Top of Study material

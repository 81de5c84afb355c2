//! Game profile / layout catalog and the config resolver.
//!
//! Raw catalogs are untrusted JSON. [`Catalog::sanitize`] turns anything
//! into a usable catalog with at least one profile and one layout, and
//! [`Catalog::resolve`] maps a requested config onto ids that exist.

use std::collections::BTreeMap;

use aircontrol_types::profile::{DpadLabels, FaceButton, FaceLabels, Panel, UtilityLabels};
use aircontrol_types::{
    ConfigPayload, ConfigRequest, GameConfig, GameProfile, Layout, SessionCode, TokenList,
    PROFILE_INPUTS,
};
use serde::Serialize;
use serde_json::{json, Map, Value};

const MAX_ID_LEN: usize = 42;

/// A sanitised catalog. Always holds at least one profile and one layout,
/// and `defaults` always names entries that exist.
#[derive(Debug, Clone, PartialEq, Eq, Serialize)]
#[serde(rename_all = "camelCase")]
pub struct Catalog {
    defaults: GameConfig,
    game_profiles: Vec<GameProfile>,
    layouts: Vec<Layout>,
}

impl Default for Catalog {
    fn default() -> Self {
        Self::builtin()
    }
}

/// Lowercase, keep `[a-z0-9_-]`, at most 42 characters.
pub fn normalize_id(raw: &str) -> String {
    raw.trim()
        .to_lowercase()
        .chars()
        .filter(|c| c.is_ascii_lowercase() || c.is_ascii_digit() || *c == '_' || *c == '-')
        .take(MAX_ID_LEN)
        .collect()
}

fn normalize_token(raw: &str) -> String {
    raw.trim()
        .to_lowercase()
        .chars()
        .filter(|c| c.is_ascii_lowercase() || c.is_ascii_digit() || *c == '_')
        .collect()
}

fn text(value: Option<&Value>, fallback: &str) -> String {
    let raw = match value {
        Some(Value::String(s)) => s.trim().to_string(),
        Some(Value::Number(n)) => n.to_string(),
        _ => String::new(),
    };
    if raw.is_empty() {
        fallback.to_string()
    } else {
        raw
    }
}

fn id_of(value: &Value, fallback: &str) -> String {
    match value.get("id") {
        Some(Value::String(s)) if !s.trim().is_empty() => normalize_id(s),
        Some(Value::Number(n)) => normalize_id(&n.to_string()),
        _ => normalize_id(fallback),
    }
}

/// One-or-many list of normalised, de-duplicated tokens.
fn token_list(value: Option<&Value>) -> Vec<String> {
    let items: Vec<&Value> = match value {
        Some(Value::Array(items)) => items.iter().collect(),
        Some(other) => vec![other],
        None => Vec::new(),
    };
    let mut tokens = Vec::new();
    for item in items {
        let token = match item {
            Value::String(s) => normalize_token(s),
            Value::Number(n) => normalize_token(&n.to_string()),
            _ => continue,
        };
        if !token.is_empty() && !tokens.contains(&token) {
            tokens.push(token);
        }
    }
    tokens
}

fn input_map(value: Option<&Value>) -> BTreeMap<&'static str, Vec<String>> {
    let source = value.and_then(Value::as_object);
    PROFILE_INPUTS
        .iter()
        .filter_map(|input| {
            let tokens = token_list(source.and_then(|m| m.get(*input)));
            (!tokens.is_empty()).then_some((*input, tokens))
        })
        .collect()
}

fn sanitize_profile(raw: &Value, fallback_id: &str) -> GameProfile {
    let id = id_of(raw, fallback_id);
    GameProfile {
        name: text(raw.get("name"), &id.to_uppercase()),
        description: text(raw.get("description"), "Custom profile"),
        keyboard_map: input_map(raw.get("keyboardMap"))
            .into_iter()
            .map(|(k, v)| (k.to_string(), TokenList(v)))
            .collect(),
        virtual_map: input_map(raw.get("virtualMap"))
            .into_iter()
            .map(|(k, v)| (k.to_string(), v))
            .collect(),
        id,
    }
}

/// Keep recognised entries in order without repeats, then append any
/// missing ones in default order.
fn ordered<T: Copy + PartialEq>(value: Option<&Value>, parse: impl Fn(&str) -> Option<T>, all: &[T]) -> Vec<T> {
    let mut out = Vec::new();
    if let Some(items) = value.and_then(Value::as_array) {
        for item in items.iter().filter_map(Value::as_str) {
            if let Some(entry) = parse(&item.trim().to_lowercase()) {
                if !out.contains(&entry) {
                    out.push(entry);
                }
            }
        }
    }
    for entry in all {
        if !out.contains(entry) {
            out.push(*entry);
        }
    }
    out
}

fn parse_panel(s: &str) -> Option<Panel> {
    match s {
        "stick" => Some(Panel::Stick),
        "action" => Some(Panel::Action),
        _ => None,
    }
}

fn parse_face(s: &str) -> Option<FaceButton> {
    match s {
        "a" => Some(FaceButton::A),
        "b" => Some(FaceButton::B),
        "x" => Some(FaceButton::X),
        "y" => Some(FaceButton::Y),
        _ => None,
    }
}

fn sanitize_layout(raw: &Value, fallback_id: &str) -> Layout {
    let id = id_of(raw, fallback_id);
    let labels = raw.get("buttonLabels");
    let dpad = raw.get("dpadLabels");
    let utility = raw.get("utilityLabels");
    let label = |group: Option<&Value>, key: &str, fallback: &str| {
        text(group.and_then(|g| g.get(key)), fallback)
    };

    Layout {
        name: text(raw.get("name"), &id.to_uppercase()),
        description: text(raw.get("description"), "Custom layout"),
        panel_order: ordered(raw.get("panelOrder"), parse_panel, &[Panel::Stick, Panel::Action]),
        button_grid: ordered(raw.get("buttonGrid"), parse_face, &FaceButton::ALL),
        button_labels: FaceLabels {
            a: label(labels, "a", "A"),
            b: label(labels, "b", "B"),
            x: label(labels, "x", "X"),
            y: label(labels, "y", "Y"),
        },
        dpad_labels: DpadLabels {
            up: label(dpad, "up", "UP"),
            down: label(dpad, "down", "DN"),
            left: label(dpad, "left", "LT"),
            right: label(dpad, "right", "RT"),
        },
        utility_labels: UtilityLabels {
            lb: label(utility, "lb", "LB"),
            rb: label(utility, "rb", "RB"),
            lt: label(utility, "lt", "LT"),
            rt: label(utility, "rt", "RT"),
            start: label(utility, "start", "START"),
            select: label(utility, "select", "SELECT"),
            ls: label(utility, "ls", "L3"),
            rs: label(utility, "rs", "R3"),
        },
        id,
    }
}

fn builtin_profile() -> Value {
    json!({
        "id": "platformer",
        "name": "Platformer",
        "description": "Default profile",
        "keyboardMap": {
            "left": "left", "right": "right", "up": "up", "down": "down",
            "a": "space", "b": "left_shift", "x": "z", "y": "x"
        },
        "virtualMap": {
            "left": ["dpad_left"], "right": ["dpad_right"],
            "up": ["dpad_up"], "down": ["dpad_down"],
            "a": ["south"], "b": ["east"], "x": ["west"], "y": ["north"]
        }
    })
}

fn builtin_layout() -> Value {
    json!({
        "id": "balanced",
        "name": "Balanced",
        "description": "Default layout",
        "panelOrder": ["stick", "action"],
        "buttonGrid": ["x", "y", "a", "b"]
    })
}

fn sanitize_entries<T>(
    source: Option<&Value>,
    prefix: &str,
    sanitize: impl Fn(&Value, &str) -> T,
    id: impl Fn(&T) -> &str,
) -> Vec<T> {
    let mut out: Vec<T> = Vec::new();
    let items = source.and_then(Value::as_array).map(Vec::as_slice).unwrap_or_default();
    for (index, raw) in items.iter().enumerate() {
        let entry = sanitize(raw, &format!("{prefix}_{}", index + 1));
        let entry_id = id(&entry);
        if entry_id.is_empty() || out.iter().any(|e| id(e) == entry_id) {
            continue;
        }
        out.push(entry);
    }
    out
}

impl Catalog {
    /// The catalog used when no catalog file is configured.
    pub fn builtin() -> Self {
        Self::sanitize(&Value::Object(Map::new()))
    }

    /// Build a catalog from untrusted JSON of the form
    /// `{ defaults, gameProfiles, layouts }`.
    pub fn sanitize(raw: &Value) -> Self {
        let mut game_profiles = sanitize_entries(
            raw.get("gameProfiles"),
            "profile",
            sanitize_profile,
            |p: &GameProfile| p.id.as_str(),
        );
        if game_profiles.is_empty() {
            game_profiles.push(sanitize_profile(&builtin_profile(), "platformer"));
        }

        let mut layouts =
            sanitize_entries(raw.get("layouts"), "layout", sanitize_layout, |l: &Layout| {
                l.id.as_str()
            });
        if layouts.is_empty() {
            layouts.push(sanitize_layout(&builtin_layout(), "balanced"));
        }

        let defaults = raw.get("defaults");
        let wanted = |key: &str| {
            defaults
                .and_then(|d| d.get(key))
                .and_then(Value::as_str)
                .map(normalize_id)
                .unwrap_or_default()
        };
        let profile_id = wanted("gameProfileId");
        let layout_id = wanted("layoutId");

        let game_profile_id = if game_profiles.iter().any(|p| p.id == profile_id) {
            profile_id
        } else {
            game_profiles[0].id.clone()
        };
        let layout_id = if layouts.iter().any(|l| l.id == layout_id) {
            layout_id
        } else {
            layouts[0].id.clone()
        };

        Self {
            defaults: GameConfig {
                game_profile_id,
                layout_id,
            },
            game_profiles,
            layouts,
        }
    }

    pub fn from_json_str(raw: &str) -> Result<Self, serde_json::Error> {
        let value: Value = serde_json::from_str(raw)?;
        Ok(Self::sanitize(&value))
    }

    pub fn defaults(&self) -> &GameConfig {
        &self.defaults
    }

    pub fn profiles(&self) -> &[GameProfile] {
        &self.game_profiles
    }

    pub fn layouts(&self) -> &[Layout] {
        &self.layouts
    }

    pub fn profile(&self, id: &str) -> Option<&GameProfile> {
        self.game_profiles.iter().find(|p| p.id == id)
    }

    pub fn layout(&self, id: &str) -> Option<&Layout> {
        self.layouts.iter().find(|l| l.id == id)
    }

    fn known_profile(&self, candidate: Option<&str>) -> Option<String> {
        let id = normalize_id(candidate?);
        self.profile(&id).map(|p| p.id.clone())
    }

    fn known_layout(&self, candidate: Option<&str>) -> Option<String> {
        let id = normalize_id(candidate?);
        self.layout(&id).map(|l| l.id.clone())
    }

    /// Resolve a requested config against this catalog.
    ///
    /// Each id that is missing or unknown falls back to the same field of
    /// `current` (when that is still valid), then to the catalog default.
    /// Resolving an already resolved config returns it unchanged.
    pub fn resolve(&self, request: &ConfigRequest, current: Option<&GameConfig>) -> GameConfig {
        let game_profile_id = self
            .known_profile(request.game_profile_id.as_deref())
            .or_else(|| self.known_profile(current.map(|c| c.game_profile_id.as_str())))
            .unwrap_or_else(|| self.defaults.game_profile_id.clone());
        let layout_id = self
            .known_layout(request.layout_id.as_deref())
            .or_else(|| self.known_layout(current.map(|c| c.layout_id.as_str())))
            .unwrap_or_else(|| self.defaults.layout_id.clone());
        GameConfig {
            game_profile_id,
            layout_id,
        }
    }

    fn profile_or_default(&self, id: &str) -> &GameProfile {
        self.profile(id)
            .or_else(|| self.profile(&self.defaults.game_profile_id))
            .unwrap_or(&self.game_profiles[0])
    }

    fn layout_or_default(&self, id: &str) -> &Layout {
        self.layout(id)
            .or_else(|| self.layout(&self.defaults.layout_id))
            .unwrap_or(&self.layouts[0])
    }

    /// Inline the profile and layout a config names.
    pub fn payload(&self, code: &SessionCode, config: &GameConfig) -> ConfigPayload {
        ConfigPayload {
            code: code.clone(),
            config: config.clone(),
            profile: self.profile_or_default(&config.game_profile_id).clone(),
            layout: self.layout_or_default(&config.layout_id).clone(),
        }
    }
}

#[cfg(test)]
mod tests {
    use super::*;

    fn catalog() -> Catalog {
        Catalog::sanitize(&json!({
            "defaults": { "gameProfileId": "racing", "layoutId": "nope" },
            "gameProfiles": [
                { "id": "Platformer!", "keyboardMap": { "a": ["Space", "space", ""], "jump": "w" } },
                { "id": "racing", "name": "Racing", "virtualMap": { "rt": "rt", "a": ["south", "SOUTH"] } },
                { "id": "racing", "name": "Duplicate" },
                { "name": "No id" }
            ],
            "layouts": [
                { "id": "balanced", "panelOrder": ["action", "action", "bogus"], "buttonGrid": ["a"] },
                { "id": "southpaw", "buttonLabels": { "a": "Jump" } }
            ]
        }))
    }

    #[test]
    fn sanitize_normalises_and_dedups() {
        let c = catalog();
        let ids: Vec<_> = c.profiles().iter().map(|p| p.id.as_str()).collect();
        assert_eq!(ids, vec!["platformer", "racing", "profile_4"]);
        assert_eq!(c.profile("racing").unwrap().name, "Racing");
        assert_eq!(c.profile("platformer").unwrap().name, "PLATFORMER");

        let platformer = c.profile("platformer").unwrap();
        assert_eq!(platformer.keyboard_map.len(), 1);
        assert_eq!(platformer.keyboard_map["a"].0, vec!["space"]);

        let racing = c.profile("racing").unwrap();
        assert_eq!(racing.virtual_map["a"], vec!["south"]);
        assert_eq!(racing.virtual_map["rt"], vec!["rt"]);
    }

    #[test]
    fn sanitize_fills_layout_defaults() {
        let c = catalog();
        let balanced = c.layout("balanced").unwrap();
        assert_eq!(balanced.panel_order, vec![Panel::Action, Panel::Stick]);
        assert_eq!(
            balanced.button_grid,
            vec![FaceButton::A, FaceButton::X, FaceButton::Y, FaceButton::B]
        );
        assert_eq!(balanced.utility_labels.select, "SELECT");
        assert_eq!(c.layout("southpaw").unwrap().button_labels.a, "Jump");
    }

    #[test]
    fn defaults_fall_back_to_first_entry() {
        let c = catalog();
        assert_eq!(c.defaults().game_profile_id, "racing");
        assert_eq!(c.defaults().layout_id, "balanced");
    }

    #[test]
    fn empty_catalog_gets_builtin_entries() {
        let c = Catalog::sanitize(&json!({ "gameProfiles": "garbage" }));
        assert_eq!(c.defaults().game_profile_id, "platformer");
        assert_eq!(c.defaults().layout_id, "balanced");
        assert_eq!(c.profile("platformer").unwrap().virtual_map["a"], vec!["south"]);
    }

    #[test]
    fn resolve_falls_back_to_current_then_default() {
        let c = catalog();
        let current = GameConfig {
            game_profile_id: "platformer".into(),
            layout_id: "southpaw".into(),
        };

        let resolved = c.resolve(&ConfigRequest::new("unknown", "BALANCED"), Some(&current));
        assert_eq!(resolved.game_profile_id, "platformer");
        assert_eq!(resolved.layout_id, "balanced");

        let fresh = c.resolve(&ConfigRequest::default(), None);
        assert_eq!(fresh, c.defaults().clone());
    }

    #[test]
    fn resolve_is_idempotent() {
        let c = catalog();
        let once = c.resolve(&ConfigRequest::new("racing", "southpaw"), None);
        let twice = c.resolve(&ConfigRequest::from(&once), Some(&once));
        assert_eq!(once, twice);
    }

    #[test]
    fn payload_inlines_entries() {
        let c = catalog();
        let code = SessionCode::parse("K7F3XQ").unwrap();
        let config = c.resolve(&ConfigRequest::new("racing", "southpaw"), None);
        let payload = c.payload(&code, &config);
        assert_eq!(payload.profile.id, "racing");
        assert_eq!(payload.layout.id, "southpaw");
    }
}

Bottom of Study material

● **About this task**: Look over the entries above. Copy every line that contains the word "Number".

● **Result below**:
        Some(Value::Number(n)) => n.to_string(),
        Some(Value::Number(n)) => normalize_id(&n.to_string()),
            Value::Number(n) => normalize_token(&n.to_string()),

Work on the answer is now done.